Saturday, May 19, 2001
Horse owners react to illness
Many mares, foals being shipped out
The Associated Press
LOUISVILLE State figures show that horses are being shipped out of Kentucky at about twice the normal rate as owners react to an unknown illness causing widespread foal deaths and mare miscarriages.
From May 1 through May 16, 1,723 horses left Kentucky. That compares with 1,539 for the entire month last year, said Rusty Ford, equine programs manager for the Kentucky Department of Agriculture.
The numbers are based on health certificates signed by a veterinarian, a requirement for any horse leaving the state.
Owners of pregnant mares have been taking them home early or shipping them temporarily out of Kentucky, where they had sent them for breeding, in hopes of protecting them from the mysterious disease causing the deaths.
Horse van companies have been inundated with calls after word spread during Kentucky Derby weekend that large numbers of mares in Kentucky were aborting or delivering stillborn or sick foals.
We got a lot more a lot, lot more calls, said Keith Boyer, Lexington office manager for Brook Ledge Horse Transportation.

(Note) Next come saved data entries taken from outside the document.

use anyhow::{Context, Result};
use chrono_tz::Tz;
use serde::Deserialize;
use std::path::{Path, PathBuf};

use crate::sheets::ValueInputOption;

/// Scope required by the spreadsheet append call.
pub const SPREADSHEETS_SCOPE: &str = "https://www.googleapis.com/auth/spreadsheets";

/// Config file read when no path is given on the command line.
pub const DEFAULT_CONFIG_PATH: &str = "archivist.toml";

#[derive(Debug, Deserialize, Clone, Default)]
pub struct Config {
    #[serde(default)]
    pub telegram: TelegramConfig,
    #[serde(default)]
    pub sheets: SheetsConfig,
    #[serde(default)]
    pub google: GoogleConfig,
    #[serde(default)]
    pub general: GeneralConfig,
}

#[derive(Debug, Deserialize, Clone)]
pub struct TelegramConfig {
    /// Usually supplied through `BOT_TOKEN`.
    #[serde(default)]
    pub bot_token: String,
    /// The exact message body that asks the bot to archive the replied-to message.
    #[serde(default = "default_mention")]
    pub mention: String,
}

#[derive(Debug, Deserialize, Clone)]
pub struct SheetsConfig {
    /// Usually supplied through `SPREADSHEET_ID`.
    #[serde(default)]
    pub spreadsheet_id: String,
    #[serde(default = "default_range")]
    pub range: String,
    #[serde(default)]
    pub value_input_option: ValueInputOption,
    #[serde(default = "default_api_base")]
    pub api_base: String,
}

#[derive(Debug, Deserialize, Clone)]
pub struct GoogleConfig {
    #[serde(default = "default_client_secret_path")]
    pub client_secret_path: PathBuf,
    #[serde(default = "default_token_path")]
    pub token_path: PathBuf,
    #[serde(default = "default_scopes")]
    pub scopes: Vec<String>,
}

#[derive(Debug, Deserialize, Clone)]
pub struct GeneralConfig {
    /// IANA timezone the archived dates are expressed in.
    #[serde(default = "default_timezone")]
    pub timezone: String,
}

impl Default for TelegramConfig {
    fn default() -> Self {
        Self {
            bot_token: String::new(),
            mention: default_mention(),
        }
    }
}

impl Default for SheetsConfig {
    fn default() -> Self {
        Self {
            spreadsheet_id: String::new(),
            range: default_range(),
            value_input_option: ValueInputOption::default(),
            api_base: default_api_base(),
        }
    }
}

impl Default for GoogleConfig {
    fn default() -> Self {
        Self {
            client_secret_path: default_client_secret_path(),
            token_path: default_token_path(),
            scopes: default_scopes(),
        }
    }
}

impl Default for GeneralConfig {
    fn default() -> Self {
        Self {
            timezone: default_timezone(),
        }
    }
}

fn default_mention() -> String {
    "@dank_maymes_bot".to_string()
}

fn default_range() -> String {
    "A2:C2".to_string()
}

fn default_api_base() -> String {
    "https://sheets.googleapis.com".to_string()
}

fn default_client_secret_path() -> PathBuf {
    PathBuf::from("credentials.json")
}

fn default_token_path() -> PathBuf {
    PathBuf::from("token.json")
}

fn default_scopes() -> Vec<String> {
    vec![SPREADSHEETS_SCOPE.to_string()]
}

fn default_timezone() -> String {
    "America/Toronto".to_string()
}

fn read_config_file(path: &Path, required: bool) -> Result<Option<String>> {
    match std::fs::read_to_string(path) {
        Ok(content) => Ok(Some(content)),
        Err(e) if e.kind() == std::io::ErrorKind::NotFound && !required => Ok(None),
        Err(e) => Err(e).with_context(|| format!("Failed to read config file: {}", path.display())),
    }
}

impl Config {
    /// Load the TOML file at `path`, then apply `BOT_TOKEN` and
    /// `SPREADSHEET_ID` from the process environment.
    ///
    /// With `path == None` the file is [`DEFAULT_CONFIG_PATH`] and may be
    /// absent. An explicit path must exist.
    pub fn load(path: Option<&Path>) -> Result<Self> {
        let content = match path {
            Some(path) => read_config_file(path, true)?,
            None => read_config_file(Path::new(DEFAULT_CONFIG_PATH), false)?,
        };

        Self::from_sources(content.as_deref(), |key| std::env::var(key).ok())
    }

    fn from_sources(content: Option<&str>, env: impl Fn(&str) -> Option<String>) -> Result<Self> {
        let mut config: Config = match content {
            Some(content) => toml::from_str(content).context("Failed to parse config file")?,
            None => Config::default(),
        };

        if let Some(token) = env("BOT_TOKEN").filter(|v| !v.is_empty()) {
            config.telegram.bot_token = token;
        }
        if let Some(id) = env("SPREADSHEET_ID").filter(|v| !v.is_empty()) {
            config.sheets.spreadsheet_id = id;
        }

        config.validate()?;
        Ok(config)
    }

    fn validate(&self) -> Result<()> {
        if self.telegram.bot_token.is_empty() {
            anyhow::bail!("BOT_TOKEN is not set");
        }
        if self.sheets.spreadsheet_id.is_empty() {
            anyhow::bail!("SPREADSHEET_ID is not set");
        }
        if self.google.scopes.is_empty() {
            anyhow::bail!("google.scopes must name at least one scope");
        }
        self.timezone()?;
        Ok(())
    }

    /// Parsed archive timezone.
    pub fn timezone(&self) -> Result<Tz> {
        self.general
            .timezone
            .parse::<Tz>()
            .map_err(|e| anyhow::anyhow!("Invalid timezone '{}': {}", self.general.timezone, e))
    }
}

I'd say we were between 50 and 75 percent over normal. It was mostly mares and babies.
Mr. Boyer said business has been a little slower this week but still above average.

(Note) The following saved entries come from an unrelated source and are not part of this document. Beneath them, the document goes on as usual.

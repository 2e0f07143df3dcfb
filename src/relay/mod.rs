//! The archive relay: turns "reply + mention" chat messages into spreadsheet rows.

pub mod event;
pub mod sink;

use std::sync::Arc;

use chrono_tz::Tz;
use tracing::{debug, error, info};

use crate::auth::AuthError;
use crate::sheets::AppendError;

pub use event::{InboundEvent, QuoteRecord};
pub use sink::{QuoteSink, SheetsSink};

const FAILURE_REPLY: &str = "Could not save quote. Please try again!";

/// What happened to one inbound event.
#[derive(Debug, Clone, PartialEq)]
pub enum RelayOutcome {
    /// Not an archive request; nothing is sent back.
    Ignored,
    Saved { author: String },
    Failed,
}

impl RelayOutcome {
    /// The chat reply for this outcome, if any.
    pub fn reply_text(&self) -> Option<String> {
        match self {
            RelayOutcome::Ignored => None,
            RelayOutcome::Saved { author } => Some(format!("Quote by {author} saved successfully!")),
            RelayOutcome::Failed => Some(FAILURE_REPLY.to_string()),
        }
    }
}

pub struct Relay {
    mention: String,
    timezone: Tz,
    sink: Arc<dyn QuoteSink>,
}

impl Relay {
    pub fn new(mention: impl Into<String>, timezone: Tz, sink: Arc<dyn QuoteSink>) -> Self {
        Self {
            mention: mention.into(),
            timezone,
            sink,
        }
    }

    /// Archive the replied-to message if `event` asks for it.
    ///
    /// Spreadsheet failures are reported through [`RelayOutcome::Failed`];
    /// credential failures are not recoverable here and are returned as errors.
    pub async fn handle(&self, event: &InboundEvent) -> Result<RelayOutcome, AuthError> {
        info!("Received message in chat {}", event.chat_id);
        debug!("Event: {:?}", event);

        let Some(target) = event.archive_target(&self.mention) else {
            debug!("Message {} is not an archive request", event.message_id);
            return Ok(RelayOutcome::Ignored);
        };

        info!(
            "Message: {} | From: {} {} | Sent at: {}",
            target.text.as_deref().unwrap_or_default(),
            target.sender_first_name,
            target.sender_last_name.as_deref().unwrap_or_default(),
            target.sent_at.with_timezone(&self.timezone)
        );

        let record = QuoteRecord::from_message(target, self.timezone);
        match self.sink.append_quote(&record).await {
            Ok(()) => {
                info!("Quote saved successfully");
                Ok(RelayOutcome::Saved {
                    author: record.author,
                })
            }
            Err(AppendError::Auth(e)) => {
                error!("Could not obtain Google credentials: {}", e);
                Err(e)
            }
            Err(e) => {
                error!("An error occurred: {}", e);
                Ok(RelayOutcome::Failed)
            }
        }
    }
}

#[cfg(test)]
mod tests {
    use super::*;
    use async_trait::async_trait;
    use chrono::{TimeZone, Utc};
    use chrono_tz::America::Toronto;
    use tokio::sync::Mutex;

    const MENTION: &str = "@dank_maymes_bot";

    enum Behaviour {
        Succeed,
        Provider,
        Auth,
    }

    struct RecordingSink {
        rows: Mutex<Vec<Vec<String>>>,
        behaviour: Behaviour,
    }

    impl RecordingSink {
        fn new(behaviour: Behaviour) -> Arc<Self> {
            Arc::new(Self {
                rows: Mutex::new(Vec::new()),
                behaviour,
            })
        }
    }

    #[async_trait]
    impl QuoteSink for RecordingSink {
        async fn append_quote(&self, record: &QuoteRecord) -> Result<(), AppendError> {
            self.rows.lock().await.push(record.to_row());
            match self.behaviour {
                Behaviour::Succeed => Ok(()),
                Behaviour::Provider => Err(AppendError::Quota {
                    message: "Quota exceeded".to_string(),
                }),
                Behaviour::Auth => Err(AppendError::Auth(AuthError::Denied(
                    "access_denied".to_string(),
                ))),
            }
        }
    }

    fn quoted(text: Option<&str>) -> InboundEvent {
        InboundEvent {
            chat_id: -42,
            message_id: 10,
            sender_first_name: "Alex".to_string(),
            sender_last_name: Some("Tremblay".to_string()),
            text: text.map(str::to_string),
            sent_at: Utc.with_ymd_and_hms(2024, 3, 1, 23, 30, 0).unwrap(),
            replied_to: None,
        }
    }

    fn mention(text: &str, reply: Option<InboundEvent>) -> InboundEvent {
        InboundEvent {
            chat_id: -42,
            message_id: 11,
            sender_first_name: "Sam".to_string(),
            sender_last_name: None,
            text: Some(text.to_string()),
            sent_at: Utc.with_ymd_and_hms(2024, 3, 2, 1, 0, 0).unwrap(),
            replied_to: reply.map(Box::new),
        }
    }

    fn relay(sink: Arc<RecordingSink>) -> Relay {
        Relay::new(MENTION, Toronto, sink)
    }

    #[tokio::test]
    async fn test_eligible_reply_is_saved() {
        let sink = RecordingSink::new(Behaviour::Succeed);
        let event = mention(MENTION, Some(quoted(Some("Great job everyone"))));

        let outcome = relay(sink.clone()).handle(&event).await.unwrap();

        assert!(matches!(outcome, RelayOutcome::Saved { .. }));
        assert_eq!(
            outcome.reply_text().as_deref(),
            Some("Quote by Alex saved successfully!")
        );
        assert_eq!(
            *sink.rows.lock().await,
            vec![vec![
                "Great job everyone".to_string(),
                "Alex".to_string(),
                "2024-03-01".to_string()
            ]]
        );
    }

    #[tokio::test]
    async fn test_provider_error_reports_failure() {
        let sink = RecordingSink::new(Behaviour::Provider);
        let event = mention(MENTION, Some(quoted(Some("Great job everyone"))));

        let outcome = relay(sink).handle(&event).await.unwrap();

        assert_eq!(outcome, RelayOutcome::Failed);
        assert_eq!(
            outcome.reply_text().as_deref(),
            Some("Could not save quote. Please try again!")
        );
    }

    #[tokio::test]
    async fn test_auth_error_propagates() {
        let sink = RecordingSink::new(Behaviour::Auth);
        let event = mention(MENTION, Some(quoted(Some("Great job everyone"))));

        let result = relay(sink).handle(&event).await;

        assert!(matches!(result, Err(AuthError::Denied(_))));
    }

    #[tokio::test]
    async fn test_ineligible_events_touch_nothing() {
        let sink = RecordingSink::new(Behaviour::Succeed);
        let relay = relay(sink.clone());

        let cases = [
            // Empty replied-to text.
            mention(MENTION, Some(quoted(Some("")))),
            // Replied-to message without text (a sticker or photo).
            mention(MENTION, Some(quoted(None))),
            // Plain message, not a reply.
            mention("just chatting", None),
            // Mention but not a reply.
            mention(MENTION, None),
            // Reply with a different body.
            mention("@dank_maymes_bot save this", Some(quoted(Some("Great job everyone")))),
        ];

        for event in &cases {
            let outcome = relay.handle(event).await.unwrap();
            assert_eq!(outcome, RelayOutcome::Ignored);
            assert_eq!(outcome.reply_text(), None);
        }
        assert!(sink.rows.lock().await.is_empty());
    }

    #[tokio::test]
    async fn test_replay_appends_twice() {
        let sink = RecordingSink::new(Behaviour::Succeed);
        let relay = relay(sink.clone());
        let event = mention(MENTION, Some(quoted(Some("Great job everyone"))));

        relay.handle(&event).await.unwrap();
        relay.handle(&event).await.unwrap();

        let rows = sink.rows.lock().await;
        assert_eq!(rows.len(), 2);
        assert_eq!(rows[0], rows[1]);
    }
}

Florida, the country's second-biggest producer of thoroughbred foals after Kentucky, has taken in 360 Kentucky horses. The state began requiring permits for Kentucky horses on May 8.
Many of these mares would have come back to Florida, anyway, said Dr. Lee Coffman, state veterinarian and director of Florida's animal industry program. They're just coming back early after mating with a Kentucky stallion.